Material for this exercise:
—————

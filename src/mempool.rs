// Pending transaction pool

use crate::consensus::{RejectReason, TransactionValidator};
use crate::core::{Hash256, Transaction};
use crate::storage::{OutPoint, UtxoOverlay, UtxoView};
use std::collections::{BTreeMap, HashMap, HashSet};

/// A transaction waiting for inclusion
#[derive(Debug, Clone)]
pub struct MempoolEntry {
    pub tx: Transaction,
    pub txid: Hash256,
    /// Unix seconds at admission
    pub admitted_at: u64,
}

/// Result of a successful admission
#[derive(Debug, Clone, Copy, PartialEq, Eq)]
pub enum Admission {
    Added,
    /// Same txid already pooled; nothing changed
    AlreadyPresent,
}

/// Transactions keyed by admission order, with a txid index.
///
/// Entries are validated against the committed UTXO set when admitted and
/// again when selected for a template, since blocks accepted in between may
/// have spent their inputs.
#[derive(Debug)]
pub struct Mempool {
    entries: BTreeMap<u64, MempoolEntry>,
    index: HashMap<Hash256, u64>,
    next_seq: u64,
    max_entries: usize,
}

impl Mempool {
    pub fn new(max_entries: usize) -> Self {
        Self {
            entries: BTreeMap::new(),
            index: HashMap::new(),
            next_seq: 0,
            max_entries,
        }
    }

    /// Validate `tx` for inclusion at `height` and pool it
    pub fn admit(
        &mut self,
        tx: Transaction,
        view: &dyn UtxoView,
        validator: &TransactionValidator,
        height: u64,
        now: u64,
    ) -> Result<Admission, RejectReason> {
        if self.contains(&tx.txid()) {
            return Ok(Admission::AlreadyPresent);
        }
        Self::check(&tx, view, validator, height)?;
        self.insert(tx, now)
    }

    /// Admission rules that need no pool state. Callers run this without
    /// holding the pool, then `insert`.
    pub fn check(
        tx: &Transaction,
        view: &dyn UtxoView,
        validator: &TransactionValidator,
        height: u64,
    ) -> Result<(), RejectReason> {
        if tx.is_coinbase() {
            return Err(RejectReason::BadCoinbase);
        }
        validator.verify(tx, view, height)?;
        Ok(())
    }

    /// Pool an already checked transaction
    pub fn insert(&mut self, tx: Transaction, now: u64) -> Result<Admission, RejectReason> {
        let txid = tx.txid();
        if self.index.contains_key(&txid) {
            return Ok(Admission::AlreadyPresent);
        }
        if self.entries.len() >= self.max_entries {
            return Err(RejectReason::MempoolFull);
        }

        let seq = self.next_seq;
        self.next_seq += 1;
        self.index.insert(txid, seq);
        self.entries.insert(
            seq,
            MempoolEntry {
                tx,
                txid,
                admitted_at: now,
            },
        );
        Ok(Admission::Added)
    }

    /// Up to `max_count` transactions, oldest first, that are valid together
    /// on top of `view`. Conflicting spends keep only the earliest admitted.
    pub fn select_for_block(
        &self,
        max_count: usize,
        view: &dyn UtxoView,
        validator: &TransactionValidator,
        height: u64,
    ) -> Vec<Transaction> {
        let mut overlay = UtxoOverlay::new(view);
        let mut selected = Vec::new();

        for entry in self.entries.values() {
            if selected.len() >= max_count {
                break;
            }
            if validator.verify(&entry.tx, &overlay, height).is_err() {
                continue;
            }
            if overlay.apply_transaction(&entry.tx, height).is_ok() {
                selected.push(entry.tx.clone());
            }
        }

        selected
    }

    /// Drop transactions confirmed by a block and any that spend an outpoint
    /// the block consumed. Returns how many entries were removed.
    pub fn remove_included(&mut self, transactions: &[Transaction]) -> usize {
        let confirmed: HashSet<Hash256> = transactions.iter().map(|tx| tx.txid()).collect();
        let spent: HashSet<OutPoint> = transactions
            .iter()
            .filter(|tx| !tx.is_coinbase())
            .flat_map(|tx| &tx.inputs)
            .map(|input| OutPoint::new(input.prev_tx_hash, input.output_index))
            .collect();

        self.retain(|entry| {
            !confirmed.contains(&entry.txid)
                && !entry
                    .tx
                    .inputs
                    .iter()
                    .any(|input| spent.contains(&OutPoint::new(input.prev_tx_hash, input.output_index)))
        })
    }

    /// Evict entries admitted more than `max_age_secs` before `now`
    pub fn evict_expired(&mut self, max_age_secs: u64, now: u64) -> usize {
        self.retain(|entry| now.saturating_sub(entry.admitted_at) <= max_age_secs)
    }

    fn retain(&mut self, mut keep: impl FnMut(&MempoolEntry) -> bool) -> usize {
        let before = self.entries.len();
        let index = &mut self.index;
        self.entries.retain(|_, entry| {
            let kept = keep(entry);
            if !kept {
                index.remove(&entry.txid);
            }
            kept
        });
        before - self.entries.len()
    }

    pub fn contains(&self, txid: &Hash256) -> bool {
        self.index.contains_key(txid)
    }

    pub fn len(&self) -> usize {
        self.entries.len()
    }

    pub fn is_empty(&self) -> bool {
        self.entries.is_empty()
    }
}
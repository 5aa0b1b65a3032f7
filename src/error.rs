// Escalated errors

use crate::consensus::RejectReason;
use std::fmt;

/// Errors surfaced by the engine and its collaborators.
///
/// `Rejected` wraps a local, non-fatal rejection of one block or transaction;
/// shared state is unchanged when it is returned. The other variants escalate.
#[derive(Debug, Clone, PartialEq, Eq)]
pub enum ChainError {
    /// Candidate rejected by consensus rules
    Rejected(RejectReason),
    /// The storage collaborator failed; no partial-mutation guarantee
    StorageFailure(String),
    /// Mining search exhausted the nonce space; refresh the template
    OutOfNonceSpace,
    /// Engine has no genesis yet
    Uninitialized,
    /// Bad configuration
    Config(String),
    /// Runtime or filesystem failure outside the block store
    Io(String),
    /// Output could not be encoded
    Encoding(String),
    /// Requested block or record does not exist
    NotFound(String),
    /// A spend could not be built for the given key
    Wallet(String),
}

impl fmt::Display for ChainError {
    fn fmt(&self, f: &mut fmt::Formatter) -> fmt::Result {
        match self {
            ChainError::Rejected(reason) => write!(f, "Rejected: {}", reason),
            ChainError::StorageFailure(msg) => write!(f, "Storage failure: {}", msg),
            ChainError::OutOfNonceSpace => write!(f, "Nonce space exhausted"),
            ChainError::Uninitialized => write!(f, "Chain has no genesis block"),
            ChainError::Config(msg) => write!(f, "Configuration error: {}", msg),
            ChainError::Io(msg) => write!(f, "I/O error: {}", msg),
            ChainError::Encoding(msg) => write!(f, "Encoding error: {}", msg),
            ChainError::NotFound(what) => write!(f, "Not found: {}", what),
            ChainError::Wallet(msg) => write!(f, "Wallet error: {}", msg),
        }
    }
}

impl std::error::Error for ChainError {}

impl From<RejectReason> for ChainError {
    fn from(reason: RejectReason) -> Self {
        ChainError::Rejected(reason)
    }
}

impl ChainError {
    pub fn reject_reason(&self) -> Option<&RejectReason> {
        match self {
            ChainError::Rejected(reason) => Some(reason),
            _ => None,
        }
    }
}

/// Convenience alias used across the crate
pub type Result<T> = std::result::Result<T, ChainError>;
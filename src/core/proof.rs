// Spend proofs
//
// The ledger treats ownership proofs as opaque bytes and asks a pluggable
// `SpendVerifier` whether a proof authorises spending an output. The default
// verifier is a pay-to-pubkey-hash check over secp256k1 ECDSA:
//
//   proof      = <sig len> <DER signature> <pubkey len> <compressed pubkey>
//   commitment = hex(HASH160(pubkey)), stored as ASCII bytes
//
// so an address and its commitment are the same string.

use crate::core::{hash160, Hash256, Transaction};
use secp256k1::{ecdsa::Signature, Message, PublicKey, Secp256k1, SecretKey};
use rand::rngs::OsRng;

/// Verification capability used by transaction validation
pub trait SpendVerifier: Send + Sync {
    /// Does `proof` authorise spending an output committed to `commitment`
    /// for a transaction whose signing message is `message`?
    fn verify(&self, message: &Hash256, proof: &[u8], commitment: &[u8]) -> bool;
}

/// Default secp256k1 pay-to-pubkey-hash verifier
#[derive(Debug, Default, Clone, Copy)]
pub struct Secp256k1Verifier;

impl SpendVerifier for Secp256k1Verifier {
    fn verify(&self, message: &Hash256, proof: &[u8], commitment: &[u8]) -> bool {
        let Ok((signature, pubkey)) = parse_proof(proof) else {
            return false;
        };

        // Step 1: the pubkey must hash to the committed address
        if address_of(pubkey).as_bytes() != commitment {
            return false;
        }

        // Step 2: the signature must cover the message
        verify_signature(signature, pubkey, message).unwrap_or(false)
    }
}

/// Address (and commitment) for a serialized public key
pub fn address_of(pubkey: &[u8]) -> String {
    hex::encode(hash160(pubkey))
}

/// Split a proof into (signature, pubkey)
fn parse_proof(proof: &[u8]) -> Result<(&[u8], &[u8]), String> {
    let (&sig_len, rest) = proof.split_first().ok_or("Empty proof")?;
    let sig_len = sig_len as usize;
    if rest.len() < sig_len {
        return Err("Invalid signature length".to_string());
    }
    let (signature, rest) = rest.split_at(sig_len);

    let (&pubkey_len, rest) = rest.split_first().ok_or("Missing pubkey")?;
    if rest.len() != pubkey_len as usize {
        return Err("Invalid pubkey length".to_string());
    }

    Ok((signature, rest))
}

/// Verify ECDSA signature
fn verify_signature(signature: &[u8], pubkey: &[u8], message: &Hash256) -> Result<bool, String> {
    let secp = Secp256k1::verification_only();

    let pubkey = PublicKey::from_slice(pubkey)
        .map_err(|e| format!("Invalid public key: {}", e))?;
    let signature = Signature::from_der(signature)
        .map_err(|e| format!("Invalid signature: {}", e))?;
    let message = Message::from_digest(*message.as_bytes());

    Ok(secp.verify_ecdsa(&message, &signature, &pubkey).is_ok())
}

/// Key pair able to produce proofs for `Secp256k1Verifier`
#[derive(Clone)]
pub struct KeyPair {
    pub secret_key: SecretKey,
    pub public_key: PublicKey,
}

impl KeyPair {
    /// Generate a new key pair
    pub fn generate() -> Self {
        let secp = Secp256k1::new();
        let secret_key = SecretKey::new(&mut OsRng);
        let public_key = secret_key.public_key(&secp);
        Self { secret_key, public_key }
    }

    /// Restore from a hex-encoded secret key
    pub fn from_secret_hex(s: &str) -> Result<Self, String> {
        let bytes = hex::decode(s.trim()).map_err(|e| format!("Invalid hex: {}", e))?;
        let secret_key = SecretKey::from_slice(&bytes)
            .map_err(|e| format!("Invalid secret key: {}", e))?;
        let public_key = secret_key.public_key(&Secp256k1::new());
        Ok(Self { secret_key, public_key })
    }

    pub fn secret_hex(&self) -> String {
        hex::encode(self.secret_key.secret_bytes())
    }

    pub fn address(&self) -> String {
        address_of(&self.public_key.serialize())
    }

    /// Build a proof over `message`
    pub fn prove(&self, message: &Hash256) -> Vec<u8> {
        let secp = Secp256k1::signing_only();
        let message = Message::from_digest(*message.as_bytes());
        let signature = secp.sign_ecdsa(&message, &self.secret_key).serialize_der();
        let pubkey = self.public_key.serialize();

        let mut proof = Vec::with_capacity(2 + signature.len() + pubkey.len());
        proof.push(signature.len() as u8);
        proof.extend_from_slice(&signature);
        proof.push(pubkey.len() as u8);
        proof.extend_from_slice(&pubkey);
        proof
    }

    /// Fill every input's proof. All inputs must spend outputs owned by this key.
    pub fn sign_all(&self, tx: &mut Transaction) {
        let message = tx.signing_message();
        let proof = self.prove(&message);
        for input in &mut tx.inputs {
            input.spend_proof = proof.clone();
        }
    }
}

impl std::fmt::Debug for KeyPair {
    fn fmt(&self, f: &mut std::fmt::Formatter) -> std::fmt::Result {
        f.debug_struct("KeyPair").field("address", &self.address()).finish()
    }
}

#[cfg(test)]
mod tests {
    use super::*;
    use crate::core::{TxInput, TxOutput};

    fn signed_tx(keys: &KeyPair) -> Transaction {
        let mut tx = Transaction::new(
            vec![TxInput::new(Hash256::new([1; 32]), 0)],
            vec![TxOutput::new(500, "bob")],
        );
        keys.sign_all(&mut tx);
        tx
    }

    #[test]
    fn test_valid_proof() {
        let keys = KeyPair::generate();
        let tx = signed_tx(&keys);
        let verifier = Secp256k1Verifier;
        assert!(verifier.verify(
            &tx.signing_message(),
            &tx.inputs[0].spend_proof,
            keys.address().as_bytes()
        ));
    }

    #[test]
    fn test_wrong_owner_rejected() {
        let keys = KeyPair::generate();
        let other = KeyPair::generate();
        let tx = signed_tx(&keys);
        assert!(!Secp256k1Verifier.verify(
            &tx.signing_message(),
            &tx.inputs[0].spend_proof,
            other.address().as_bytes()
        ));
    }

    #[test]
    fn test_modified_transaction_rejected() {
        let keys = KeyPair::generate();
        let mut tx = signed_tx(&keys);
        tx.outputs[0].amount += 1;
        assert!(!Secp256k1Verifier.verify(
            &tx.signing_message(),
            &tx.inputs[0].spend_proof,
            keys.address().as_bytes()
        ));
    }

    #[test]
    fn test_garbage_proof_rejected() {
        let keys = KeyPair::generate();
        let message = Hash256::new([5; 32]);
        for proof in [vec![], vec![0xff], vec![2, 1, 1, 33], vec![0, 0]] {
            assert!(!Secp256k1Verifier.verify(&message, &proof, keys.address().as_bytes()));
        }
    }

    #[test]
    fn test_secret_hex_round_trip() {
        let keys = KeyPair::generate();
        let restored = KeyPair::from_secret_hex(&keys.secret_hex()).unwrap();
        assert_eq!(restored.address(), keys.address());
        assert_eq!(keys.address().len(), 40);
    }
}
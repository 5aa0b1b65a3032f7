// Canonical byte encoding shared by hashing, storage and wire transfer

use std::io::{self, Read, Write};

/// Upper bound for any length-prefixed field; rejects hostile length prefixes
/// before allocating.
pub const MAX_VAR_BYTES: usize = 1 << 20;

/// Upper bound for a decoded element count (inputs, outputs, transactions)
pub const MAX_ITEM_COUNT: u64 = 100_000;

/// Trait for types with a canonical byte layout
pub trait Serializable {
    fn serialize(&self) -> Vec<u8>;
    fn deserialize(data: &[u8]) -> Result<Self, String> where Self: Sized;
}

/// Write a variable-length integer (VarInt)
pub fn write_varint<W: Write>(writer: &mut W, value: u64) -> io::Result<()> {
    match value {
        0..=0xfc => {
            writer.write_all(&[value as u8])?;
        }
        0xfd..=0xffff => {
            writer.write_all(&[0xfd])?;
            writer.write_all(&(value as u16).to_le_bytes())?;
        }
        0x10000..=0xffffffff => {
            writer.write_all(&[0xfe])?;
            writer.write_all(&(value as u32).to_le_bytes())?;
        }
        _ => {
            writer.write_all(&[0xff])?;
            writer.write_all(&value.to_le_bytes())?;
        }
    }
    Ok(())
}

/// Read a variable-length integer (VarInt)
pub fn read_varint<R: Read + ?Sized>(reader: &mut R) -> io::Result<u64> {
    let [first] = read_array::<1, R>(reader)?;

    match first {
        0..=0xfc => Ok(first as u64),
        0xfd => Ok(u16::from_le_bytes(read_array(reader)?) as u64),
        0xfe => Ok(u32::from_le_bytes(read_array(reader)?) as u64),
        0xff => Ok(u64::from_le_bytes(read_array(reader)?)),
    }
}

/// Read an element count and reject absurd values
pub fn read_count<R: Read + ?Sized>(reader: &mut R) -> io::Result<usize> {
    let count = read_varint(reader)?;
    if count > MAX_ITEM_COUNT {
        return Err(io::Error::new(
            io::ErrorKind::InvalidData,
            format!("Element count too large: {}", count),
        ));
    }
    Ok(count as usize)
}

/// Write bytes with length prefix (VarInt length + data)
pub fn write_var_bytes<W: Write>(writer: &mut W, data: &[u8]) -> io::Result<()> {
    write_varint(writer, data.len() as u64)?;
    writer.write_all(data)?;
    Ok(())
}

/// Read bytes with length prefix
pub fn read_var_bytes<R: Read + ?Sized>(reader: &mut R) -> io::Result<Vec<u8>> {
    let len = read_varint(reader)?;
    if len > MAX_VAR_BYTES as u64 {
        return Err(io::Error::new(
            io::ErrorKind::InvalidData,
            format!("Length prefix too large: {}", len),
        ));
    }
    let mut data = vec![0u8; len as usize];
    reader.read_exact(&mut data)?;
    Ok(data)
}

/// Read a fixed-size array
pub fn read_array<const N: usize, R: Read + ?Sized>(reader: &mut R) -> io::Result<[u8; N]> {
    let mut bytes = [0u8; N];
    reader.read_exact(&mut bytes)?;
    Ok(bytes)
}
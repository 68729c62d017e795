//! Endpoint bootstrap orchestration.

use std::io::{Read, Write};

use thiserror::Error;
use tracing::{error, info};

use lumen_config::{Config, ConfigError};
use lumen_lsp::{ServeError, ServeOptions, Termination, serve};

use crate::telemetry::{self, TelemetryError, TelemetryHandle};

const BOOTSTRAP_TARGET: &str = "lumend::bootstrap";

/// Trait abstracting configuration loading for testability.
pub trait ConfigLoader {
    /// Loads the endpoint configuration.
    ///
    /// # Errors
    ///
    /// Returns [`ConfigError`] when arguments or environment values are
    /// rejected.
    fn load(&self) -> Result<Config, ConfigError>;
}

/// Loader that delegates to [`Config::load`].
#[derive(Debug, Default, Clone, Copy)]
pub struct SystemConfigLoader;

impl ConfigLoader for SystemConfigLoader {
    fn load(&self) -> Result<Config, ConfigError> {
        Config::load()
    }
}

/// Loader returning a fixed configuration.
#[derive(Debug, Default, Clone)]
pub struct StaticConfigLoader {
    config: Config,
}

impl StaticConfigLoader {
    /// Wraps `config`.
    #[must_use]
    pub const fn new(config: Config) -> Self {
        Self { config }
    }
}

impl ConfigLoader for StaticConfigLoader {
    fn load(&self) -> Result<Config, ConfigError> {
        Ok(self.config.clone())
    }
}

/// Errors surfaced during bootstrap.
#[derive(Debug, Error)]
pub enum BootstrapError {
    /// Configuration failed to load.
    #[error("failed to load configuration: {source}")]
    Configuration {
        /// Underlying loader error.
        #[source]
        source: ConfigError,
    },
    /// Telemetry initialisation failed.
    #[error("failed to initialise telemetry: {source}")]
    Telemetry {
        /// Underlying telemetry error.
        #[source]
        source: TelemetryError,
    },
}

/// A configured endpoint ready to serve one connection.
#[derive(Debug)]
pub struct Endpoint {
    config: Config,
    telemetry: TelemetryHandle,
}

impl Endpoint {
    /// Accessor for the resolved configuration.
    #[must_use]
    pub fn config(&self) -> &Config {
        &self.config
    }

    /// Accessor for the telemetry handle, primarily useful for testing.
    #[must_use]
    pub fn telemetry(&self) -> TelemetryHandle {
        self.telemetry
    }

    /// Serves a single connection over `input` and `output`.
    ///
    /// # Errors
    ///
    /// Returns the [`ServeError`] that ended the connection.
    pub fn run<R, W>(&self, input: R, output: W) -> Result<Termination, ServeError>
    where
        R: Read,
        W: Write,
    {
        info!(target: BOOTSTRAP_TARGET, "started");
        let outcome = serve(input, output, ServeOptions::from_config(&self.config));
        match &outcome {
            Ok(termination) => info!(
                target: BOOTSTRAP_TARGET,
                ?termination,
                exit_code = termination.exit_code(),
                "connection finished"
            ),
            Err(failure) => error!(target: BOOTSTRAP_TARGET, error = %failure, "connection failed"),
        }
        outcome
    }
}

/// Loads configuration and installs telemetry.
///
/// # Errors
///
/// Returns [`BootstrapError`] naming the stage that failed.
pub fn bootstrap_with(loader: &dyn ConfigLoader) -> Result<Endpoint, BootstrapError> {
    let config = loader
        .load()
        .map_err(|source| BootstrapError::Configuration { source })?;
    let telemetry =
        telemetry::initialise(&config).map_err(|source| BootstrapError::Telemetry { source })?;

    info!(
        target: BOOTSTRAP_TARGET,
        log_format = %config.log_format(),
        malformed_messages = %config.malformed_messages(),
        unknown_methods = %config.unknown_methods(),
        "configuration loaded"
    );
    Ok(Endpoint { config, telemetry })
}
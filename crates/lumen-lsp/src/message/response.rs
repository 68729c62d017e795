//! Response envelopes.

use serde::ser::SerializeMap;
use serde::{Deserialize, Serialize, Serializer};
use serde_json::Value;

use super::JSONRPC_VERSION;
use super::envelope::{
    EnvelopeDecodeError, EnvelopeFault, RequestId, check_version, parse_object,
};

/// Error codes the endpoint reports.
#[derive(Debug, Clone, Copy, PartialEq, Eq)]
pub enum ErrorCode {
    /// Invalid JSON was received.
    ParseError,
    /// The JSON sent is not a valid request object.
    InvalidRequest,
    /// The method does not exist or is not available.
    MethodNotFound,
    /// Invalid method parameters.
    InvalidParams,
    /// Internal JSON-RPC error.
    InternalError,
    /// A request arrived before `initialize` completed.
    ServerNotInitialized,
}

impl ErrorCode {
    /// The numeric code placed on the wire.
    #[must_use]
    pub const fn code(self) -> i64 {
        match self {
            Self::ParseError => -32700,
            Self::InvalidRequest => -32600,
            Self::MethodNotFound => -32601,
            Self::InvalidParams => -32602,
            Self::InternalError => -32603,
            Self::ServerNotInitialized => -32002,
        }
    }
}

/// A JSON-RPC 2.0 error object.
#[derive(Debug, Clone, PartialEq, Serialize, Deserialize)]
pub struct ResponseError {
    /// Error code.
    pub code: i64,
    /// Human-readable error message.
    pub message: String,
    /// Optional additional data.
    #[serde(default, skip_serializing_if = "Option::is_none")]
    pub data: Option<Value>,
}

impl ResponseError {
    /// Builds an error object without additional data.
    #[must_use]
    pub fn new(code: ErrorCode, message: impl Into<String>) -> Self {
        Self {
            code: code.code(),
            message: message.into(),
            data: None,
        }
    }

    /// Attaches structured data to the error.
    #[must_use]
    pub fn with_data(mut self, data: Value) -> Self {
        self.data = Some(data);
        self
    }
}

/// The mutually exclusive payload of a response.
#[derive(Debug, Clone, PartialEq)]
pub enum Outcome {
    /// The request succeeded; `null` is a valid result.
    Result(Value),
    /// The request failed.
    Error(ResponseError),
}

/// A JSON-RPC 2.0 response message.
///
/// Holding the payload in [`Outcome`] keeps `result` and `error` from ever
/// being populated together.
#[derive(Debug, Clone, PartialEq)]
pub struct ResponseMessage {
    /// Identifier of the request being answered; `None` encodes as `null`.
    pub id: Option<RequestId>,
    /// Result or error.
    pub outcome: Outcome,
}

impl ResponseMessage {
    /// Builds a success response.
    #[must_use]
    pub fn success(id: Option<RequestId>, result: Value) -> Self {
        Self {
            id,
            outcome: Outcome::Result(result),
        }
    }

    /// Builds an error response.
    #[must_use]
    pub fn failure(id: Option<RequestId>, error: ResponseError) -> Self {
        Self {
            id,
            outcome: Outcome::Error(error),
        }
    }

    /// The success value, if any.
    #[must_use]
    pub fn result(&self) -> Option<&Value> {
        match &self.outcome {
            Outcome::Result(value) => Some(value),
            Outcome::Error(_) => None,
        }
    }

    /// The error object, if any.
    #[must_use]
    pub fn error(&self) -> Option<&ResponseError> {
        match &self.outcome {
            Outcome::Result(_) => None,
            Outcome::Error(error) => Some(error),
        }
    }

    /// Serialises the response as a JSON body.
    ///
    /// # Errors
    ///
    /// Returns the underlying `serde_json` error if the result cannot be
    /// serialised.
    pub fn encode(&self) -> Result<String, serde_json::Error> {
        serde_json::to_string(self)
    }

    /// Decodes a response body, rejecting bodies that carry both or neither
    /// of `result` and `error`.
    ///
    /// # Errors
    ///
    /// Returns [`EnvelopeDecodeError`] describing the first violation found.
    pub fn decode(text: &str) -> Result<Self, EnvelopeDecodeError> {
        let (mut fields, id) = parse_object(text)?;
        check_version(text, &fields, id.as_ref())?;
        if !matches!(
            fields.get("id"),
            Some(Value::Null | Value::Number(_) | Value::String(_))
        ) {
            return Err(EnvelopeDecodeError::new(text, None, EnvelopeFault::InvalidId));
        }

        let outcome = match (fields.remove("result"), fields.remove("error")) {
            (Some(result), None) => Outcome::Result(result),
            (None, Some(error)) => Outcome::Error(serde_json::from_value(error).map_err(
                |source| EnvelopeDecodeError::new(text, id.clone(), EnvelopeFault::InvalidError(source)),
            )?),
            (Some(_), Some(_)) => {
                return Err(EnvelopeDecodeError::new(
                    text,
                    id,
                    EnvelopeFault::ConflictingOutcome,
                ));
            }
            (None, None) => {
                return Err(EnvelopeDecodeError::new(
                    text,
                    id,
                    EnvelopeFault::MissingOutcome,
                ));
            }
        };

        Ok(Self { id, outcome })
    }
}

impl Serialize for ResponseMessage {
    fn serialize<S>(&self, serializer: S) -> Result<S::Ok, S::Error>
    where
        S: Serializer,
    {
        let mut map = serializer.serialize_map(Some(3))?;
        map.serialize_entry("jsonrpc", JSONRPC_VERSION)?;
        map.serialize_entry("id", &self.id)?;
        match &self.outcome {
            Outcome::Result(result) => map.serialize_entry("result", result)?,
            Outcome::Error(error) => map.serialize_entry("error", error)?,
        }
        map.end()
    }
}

—————

Work to be completed: Look above for the line with "let len = read_varint(reader)?;"; retype exactly that line, every line after it up to the line with "environment values are", and that line too, nothing else.

Answer to the exercise:
    let len = read_varint(reader)?;
    if len > MAX_VAR_BYTES as u64 {
        return Err(io::Error::new(
            io::ErrorKind::InvalidData,
            format!("Length prefix too large: {}", len),
        ));
    }
    let mut data = vec![0u8; len as usize];
    reader.read_exact(&mut data)?;
    Ok(data)
}

/// Read a fixed-size array
pub fn read_array<const N: usize, R: Read + ?Sized>(reader: &mut R) -> io::Result<[u8; N]> {
    let mut bytes = [0u8; N];
    reader.read_exact(&mut bytes)?;
    Ok(bytes)
}
repository 68729c62d017e795
//! Endpoint bootstrap orchestration.

use std::io::{Read, Write};

use thiserror::Error;
use tracing::{error, info};

use lumen_config::{Config, ConfigError};
use lumen_lsp::{ServeError, ServeOptions, Termination, serve};

use crate::telemetry::{self, TelemetryError, TelemetryHandle};

const BOOTSTRAP_TARGET: &str = "lumend::bootstrap";

/// Trait abstracting configuration loading for testability.
pub trait ConfigLoader {
    /// Loads the endpoint configuration.
    ///
    /// # Errors
    ///
    /// Returns [`ConfigError`] when arguments or environment values are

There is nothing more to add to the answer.